The calculation means compares the distance between the non-character area to be processed for both the search key image and the registered image and a predetermined character string in the character area located within the predetermined range, and the comparison result The image search device according to claim 1, wherein the similarity is calculated based on:

The calculation means compares angles from the non-character area to be processed for both the search key image and the registered image to a predetermined character string in the character area located within the predetermined range, and compares the comparison result. The image search device according to claim 1, wherein the similarity is calculated based on:

An image search method for inputting a printed material as a search key image and searching for a registered image corresponding to the search key image,
An area dividing step of dividing the search key image into a character area and a non-character area;
Based on the character feature amount of the character region, the image feature amount of the non-character region, and the positional relationship between the character region and the non-character region, the search key image and a plurality of registered images stored in the storage medium are used.

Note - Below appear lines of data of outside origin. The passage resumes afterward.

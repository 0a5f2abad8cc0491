//! Bot handle and session state.
//!
//! [`BotHandle`] is the cloneable control surface handed to every command
//! as its context: abort requests, the banned-senders set, and the bot's
//! own name.  [`SessionState`] is the loop-owned part of the session that
//! only the polling loop may mutate.

use std::sync::atomic::{AtomicBool, Ordering};
use std::sync::{Arc, OnceLock};

use dashmap::DashSet;
use tokio::sync::Notify;

use crate::channel::SenderId;

// ---------------------------------------------------------------------------
// SessionState
// ---------------------------------------------------------------------------

/// Loop-owned session flags.
#[derive(Debug, Clone, Default, PartialEq, Eq)]
pub struct SessionState {
    banned: bool,
}

impl SessionState {
    /// Whether the primary reply route has been lost for this run.
    pub fn is_banned(&self) -> bool {
        self.banned
    }

    /// Latch the banned flag.  Returns `true` only on the first call.
    pub(crate) fn latch_banned(&mut self) -> bool {
        !std::mem::replace(&mut self.banned, true)
    }
}

// ---------------------------------------------------------------------------
// BotHandle
// ---------------------------------------------------------------------------

/// Cloneable control surface of a running bot.
///
/// The handle is `Arc`-backed; every clone controls the same bot.
#[derive(Clone, Default)]
pub struct BotHandle {
    inner: Arc<HandleInner>,
}

#[derive(Default)]
struct HandleInner {
    name: OnceLock<String>,
    banned_senders: DashSet<SenderId>,
    abort_requested: AtomicBool,
    force_abort: AtomicBool,
    wake: Notify,
}

impl BotHandle {
    #[must_use]
    pub fn new() -> Self {
        Self::default()
    }

    /// The bot account's username, empty until login.
    pub fn name(&self) -> &str {
        self.inner.name.get().map(String::as_str).unwrap_or("")
    }

    pub(crate) fn set_name(&self, name: &str) {
        // A second run keeps the first name.
        let _ = self.inner.name.set(name.to_string());
    }

    /// Stop after the current iteration finishes.
    pub fn request_abort(&self) {
        tracing::info!("graceful abort requested");
        self.inner.abort_requested.store(true, Ordering::Release);
        self.inner.wake.notify_waiters();
    }

    /// Stop as soon as the current message has been handled.
    pub fn force_abort(&self) {
        tracing::warn!("forced abort requested");
        self.inner.force_abort.store(true, Ordering::Release);
        self.inner.wake.notify_waiters();
    }

    pub fn is_abort_requested(&self) -> bool {
        self.inner.abort_requested.load(Ordering::Acquire)
    }

    pub fn is_force_abort_requested(&self) -> bool {
        self.inner.force_abort.load(Ordering::Acquire)
    }

    /// Resolve once either kind of abort has been requested.
    pub(crate) async fn abort_signalled(&self) {
        loop {
            let notified = self.inner.wake.notified();
            if self.is_abort_requested() || self.is_force_abort_requested() {
                return;
            }
            notified.await;
        }
    }

    /// Deny command execution to `sender`.  Returns `false` if already
    /// banned.
    pub fn ban(&self, sender: SenderId) -> bool {
        let added = self.inner.banned_senders.insert(sender);
        if added {
            tracing::info!(sender, "sender banned");
        }
        added
    }

    /// Allow `sender` to run commands again.  Returns `false` if the sender
    /// was not banned.
    pub fn unban(&self, sender: SenderId) -> bool {
        let removed = self.inner.banned_senders.remove(&sender).is_some();
        if removed {
            tracing::info!(sender, "sender unbanned");
        }
        removed
    }

    pub fn is_banned(&self, sender: SenderId) -> bool {
        self.inner.banned_senders.contains(&sender)
    }

    /// Snapshot of banned sender ids, sorted.
    pub fn banned_senders(&self) -> Vec<SenderId> {
        let mut ids: Vec<_> = self.inner.banned_senders.iter().map(|id| *id).collect();
        ids.sort_unstable();
        ids
    }
}

impl std::fmt::Debug for BotHandle {
    fn fmt(&self, f: &mut std::fmt::Formatter<'_>) -> std::fmt::Result {
        f.debug_struct("BotHandle")
            .field("name", &self.name())
            .field("abort_requested", &self.is_abort_requested())
            .field("force_abort", &self.is_force_abort_requested())
            .field("banned_senders", &self.banned_senders())
            .finish()
    }
}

Calculating a similarity of
A search step of searching a registered image corresponding to the search key image from a plurality of registered images stored in the storage medium based on a result of the calculation in the calculation step.

A program for inputting a printed material as a search key image and implementing an image search for searching for a registered image corresponding to the search key image,
Program code of an area dividing step of dividing the search key image into a character area and a non-character area,
Based on the character feature amount of the character region, the image feature amount of the non-character region, and the positional relationship between the character region and the non-character region, the search key image and a plurality of registered images stored in the storage medium are used. Program code for a calculation step of calculating the similarity of
A program code for a search step of searching a registered image corresponding to the search key image from a plurality of registered images stored in the storage medium, based on a result of the calculation in the calculation step.